Suriye’ye bakarak soruya cevap verin: Türkiye’nin istikrarı ABD’nin bölgesel çıkarlarına ne kadar uygun düşer? Doğru cevaptan çıkartılacak tonlarca somut sonuç var. Çin’den ve Rusya’dan ithalat yapıp AB’ye ihraç eden Türkiye’nin ruble ve yuan temin etmesi imkansız olduğuna göre, rezerv para sisteminin dışına çıkma ihtimali de yok. Türkiye AB’ye her zamankinden çok mecbur ve mahkum görünüyor.
Öyleyse demokrasi ve hukukun üstünlüğü meselesi Türkiye için bir güvenlik ve ekonomik istikrar çıtasına dönüşmüş durumda.

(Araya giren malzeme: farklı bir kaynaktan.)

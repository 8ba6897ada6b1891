//! Shared utilities

pub mod process;

#[cfg(test)]
pub(crate) mod fake_executor;

pub use process::{ExecutionResult, Executor, ProcessError, SystemExecutor};
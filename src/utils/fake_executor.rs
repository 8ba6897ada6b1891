//! Scripted [`Executor`] for exercising adapters without real VCS tools.

use super::process::{ExecutionResult, Executor, ProcessError};
use std::collections::HashMap;
use std::ffi::OsStr;
use std::path::{Path, PathBuf};
use std::sync::Mutex;

#[derive(Debug, Clone, PartialEq, Eq)]
pub struct Call {
    pub command_line: String,
    pub cwd: Option<PathBuf>,
}

#[derive(Debug, Clone)]
struct Response {
    exit_code: i32,
    stdout: String,
}

/// Records every invocation. Unscripted commands succeed with empty output.
#[derive(Debug, Default)]
pub struct FakeExecutor {
    calls: Mutex<Vec<Call>>,
    responses: Mutex<HashMap<String, Response>>,
    missing: Mutex<Vec<String>>,
}

impl FakeExecutor {
    pub fn new() -> Self {
        Self::default()
    }

    /// Script the result of an exact command line such as `"git config remote.origin.url"`.
    pub fn respond(&self, command_line: &str, exit_code: i32, stdout: &str) {
        self.responses
            .lock()
            .expect("responses lock")
            .insert(command_line.to_string(), Response { exit_code, stdout: stdout.to_string() });
    }

    /// Pretend `program` is not installed.
    pub fn missing(&self, program: &str) {
        self.missing.lock().expect("missing lock").push(program.to_string());
    }

    pub fn calls(&self) -> Vec<Call> {
        self.calls.lock().expect("calls lock").clone()
    }

    pub fn command_lines(&self) -> Vec<String> {
        self.calls().into_iter().map(|c| c.command_line).collect()
    }
}

impl Executor for FakeExecutor {
    fn run(
        &self,
        program: &str,
        args: &[&OsStr],
        cwd: Option<&Path>,
    ) -> Result<ExecutionResult, ProcessError> {
        let command_line = std::iter::once(program.to_string())
            .chain(args.iter().map(|arg| arg.to_string_lossy().into_owned()))
            .collect::<Vec<_>>()
            .join(" ");
        self.calls
            .lock()
            .expect("calls lock")
            .push(Call { command_line: command_line.clone(), cwd: cwd.map(Path::to_path_buf) });

        if self.missing.lock().expect("missing lock").iter().any(|p| p == program) {
            return Err(ProcessError::NotFound { program: program.to_string() });
        }

        let response = self.responses.lock().expect("responses lock").get(&command_line).cloned();
        Ok(match response {
            Some(Response { exit_code, stdout }) => {
                ExecutionResult { exit_code: Some(exit_code), stdout }
            }
            None => ExecutionResult { exit_code: Some(0), stdout: String::new() },
        })
    }
}
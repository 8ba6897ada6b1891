//! Config file discovery and layering

use super::Config;
use anyhow::{Context, Result};
use figment::providers::{Env, Serialized};
use figment::Figment;
use serde::Serialize;
use std::fs;
use std::path::{Path, PathBuf};

/// Prefix of environment variables that override config keys.
pub const ENV_PREFIX: &str = "BLAH_";

/// Table name under which settings may be nested in a config file.
const SECTION: &str = "blah";

const CANDIDATES: [&str; 6] =
    ["blah.toml", ".blah.toml", "blah.yml", ".blah.yml", "blah.yaml", ".blah.yaml"];

/// Values given on the command line; `None` leaves lower layers alone.
#[derive(Debug, Clone, Default, Serialize)]
pub struct CliOverrides {
    #[serde(skip_serializing_if = "Option::is_none")]
    pub git_command: Option<String>,
    #[serde(skip_serializing_if = "Option::is_none")]
    pub hg_command: Option<String>,
}

enum FileLayer {
    Toml(toml::Value),
    Yaml(serde_yaml::Value),
}

/// Resolve the effective configuration.
///
/// An explicitly given `config_path` must exist and parse. A file found by
/// discovery in `search_dir` (or the user config directory) that fails to
/// parse is skipped with a warning.
pub fn load_config(
    search_dir: &Path,
    config_path: Option<&Path>,
    overrides: &CliOverrides,
) -> Result<Config> {
    let config_path_provided = config_path.is_some();

    let discovered = match config_path {
        Some(path) => Some(path.to_path_buf()),
        None => discover_config(search_dir),
    };

    let Some(config_file) = discovered else {
        return resolve(None, overrides);
    };

    let layer = match read_config_file(&config_file) {
        Ok(layer) => layer,
        Err(e) if config_path_provided => return Err(e),
        Err(e) => {
            tracing::warn!("Ignoring auto-discovered config {}: {:#}", config_file.display(), e);
            return resolve(None, overrides);
        }
    };

    match resolve(Some(&layer), overrides) {
        Ok(config) => {
            tracing::debug!(path = %config_file.display(), "loaded config");
            Ok(config)
        }
        Err(e) if config_path_provided => {
            Err(e.context(format!("Invalid config: {}", config_file.display())))
        }
        Err(e) => {
            tracing::warn!("Ignoring auto-discovered config {}: {:#}", config_file.display(), e);
            resolve(None, overrides)
        }
    }
}

fn resolve(file: Option<&FileLayer>, overrides: &CliOverrides) -> Result<Config> {
    let mut figment = Figment::from(Serialized::defaults(Config::default()));
    figment = match file {
        Some(FileLayer::Toml(value)) => figment.merge(Serialized::defaults(value)),
        Some(FileLayer::Yaml(value)) => figment.merge(Serialized::defaults(value)),
        None => figment,
    };
    figment
        .merge(Env::prefixed(ENV_PREFIX).only(&["git_command", "hg_command"]))
        .merge(Serialized::defaults(overrides))
        .extract()
        .context("Failed to resolve configuration")
}

fn read_config_file(config_file: &Path) -> Result<FileLayer> {
    let content = fs::read_to_string(config_file)
        .with_context(|| format!("Failed reading config file: {}", config_file.display()))?;

    let ext = config_file.extension().and_then(|e| e.to_str()).unwrap_or("").to_ascii_lowercase();

    match ext.as_str() {
        "toml" => {
            let raw: toml::Value = toml::from_str(&content)
                .with_context(|| format!("Invalid TOML syntax: {}", config_file.display()))?;
            let value = if let Some(nested) = raw.get(SECTION) { nested.clone() } else { raw };
            Ok(FileLayer::Toml(value))
        }
        "yaml" | "yml" => {
            let raw: serde_yaml::Value = serde_yaml::from_str(&content)
                .with_context(|| format!("Invalid YAML syntax: {}", config_file.display()))?;
            let value = if let Some(nested) = raw.get(SECTION) { nested.clone() } else { raw };
            Ok(FileLayer::Yaml(value))
        }
        other => anyhow::bail!(
            "Unsupported config extension '.{}' for file {}",
            other,
            config_file.display()
        ),
    }
}

fn discover_config(search_dir: &Path) -> Option<PathBuf> {
    CANDIDATES
        .iter()
        .map(|candidate| search_dir.join(candidate))
        .find(|path| path.is_file())
        .or_else(|| {
            let user_config = config_root_dir()?.join("blah").join("config.toml");
            user_config.is_file().then_some(user_config)
        })
}

fn config_root_dir() -> Option<PathBuf> {
    #[cfg(target_os = "windows")]
    {
        std::env::var_os("APPDATA").map(PathBuf::from)
    }
    #[cfg(not(target_os = "windows"))]
    {
        if let Some(xdg) = std::env::var_os("XDG_CONFIG_HOME") {
            return Some(PathBuf::from(xdg));
        }
        std::env::var_os("HOME").map(|home| PathBuf::from(home).join(".config"))
    }
}
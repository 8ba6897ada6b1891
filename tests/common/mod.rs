//! Scratch Git and Mercurial repositories for integration tests.

#![allow(dead_code)]

use std::fs;
use std::path::Path;
use std::process::{Command, Stdio};
use tempfile::TempDir;

pub fn tool_available(program: &str) -> bool {
    Command::new(program)
        .arg("--version")
        .stdout(Stdio::null())
        .stderr(Stdio::null())
        .status()
        .map(|s| s.success())
        .unwrap_or(false)
}

/// A repository with a single commit adding `README` = "Run it.".
pub struct TempRepo {
    dir: TempDir,
    program: &'static str,
}

impl TempRepo {
    pub fn git() -> Self {
        let repo = Self { dir: TempDir::new().expect("tmp"), program: "git" };
        repo.run(&["init", "--quiet"]);
        // Independent of init.defaultBranch so `origin/master` exists after cloning.
        repo.run(&["symbolic-ref", "HEAD", "refs/heads/master"]);
        repo.commit_readme("Run it.", "Adding README");
        repo
    }

    pub fn hg() -> Self {
        let repo = Self { dir: TempDir::new().expect("tmp"), program: "hg" };
        repo.run(&["init"]);
        repo.commit_readme("Run it.", "Adding README");
        repo
    }

    pub fn path(&self) -> &Path {
        self.dir.path()
    }

    /// `<vcs>+file://<path>` URI for this repository.
    pub fn uri(&self) -> String {
        format!("{}+file://{}", self.program, self.path().display())
    }

    pub fn commit_readme(&self, contents: &str, message: &str) {
        fs::write(self.path().join("README"), contents).expect("write README");
        self.run(&["add", "README"]);
        match self.program {
            "git" => self.run(&["-c", "commit.gpgsign=false", "commit", "--quiet", "-m", message]),
            _ => self.run(&["commit", "-u", "Test User <test@example.com>", "-m", message]),
        }
    }

    fn run(&self, args: &[&str]) {
        let status = Command::new(self.program)
            .args(args)
            .current_dir(self.path())
            .env("GIT_AUTHOR_NAME", "Test User")
            .env("GIT_AUTHOR_EMAIL", "test@example.com")
            .env("GIT_COMMITTER_NAME", "Test User")
            .env("GIT_COMMITTER_EMAIL", "test@example.com")
            .env("HGPLAIN", "1")
            .stdout(Stdio::null())
            .stderr(Stdio::null())
            .status()
            .expect("spawn vcs");
        assert!(status.success(), "{} {:?} failed", self.program, args);
    }
}

pub fn read_readme(dir: &Path) -> String {
    fs::read_to_string(dir.join("README")).expect("read README")
}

Türkiye diplomatik olarak direniyor, S-400’lerin Ukrayna’ya verilmesi senaryosuna (ABD’nin bir yoklaması olmalı) verilen cevap diplomatların bütün çıplaklığı ile durumun farkında olduğunu gösteriyor.
Ukrayna Savaşı ABD hegemonyasının yeniden yükselişi ile sonuçlanacak. AB bile bu duruma direnemezken Türkiye’nin hareket alanı hiç kalmamış gibi görünüyor. Libya’da, Doğu Akdeniz’de, Suriye’de, Azerbaycan’da Batı’ya direnen Türkiye’nin arkasında, denge unsuru olarak artık Rusya yok ve bu coğrafyada tek kişilik oyun sahnelemek çok zor.
Putinizm öldü: Sadece bir iktidar tekniği ve ideolojisi olarak değil, dünya güç dengelerine etki eden bir aktör olarak da ömrünü tamamladı.
Bu değişimi idrak edebilmek bile fırtınayı kazasız belasız atlatabilmek için çok önemli.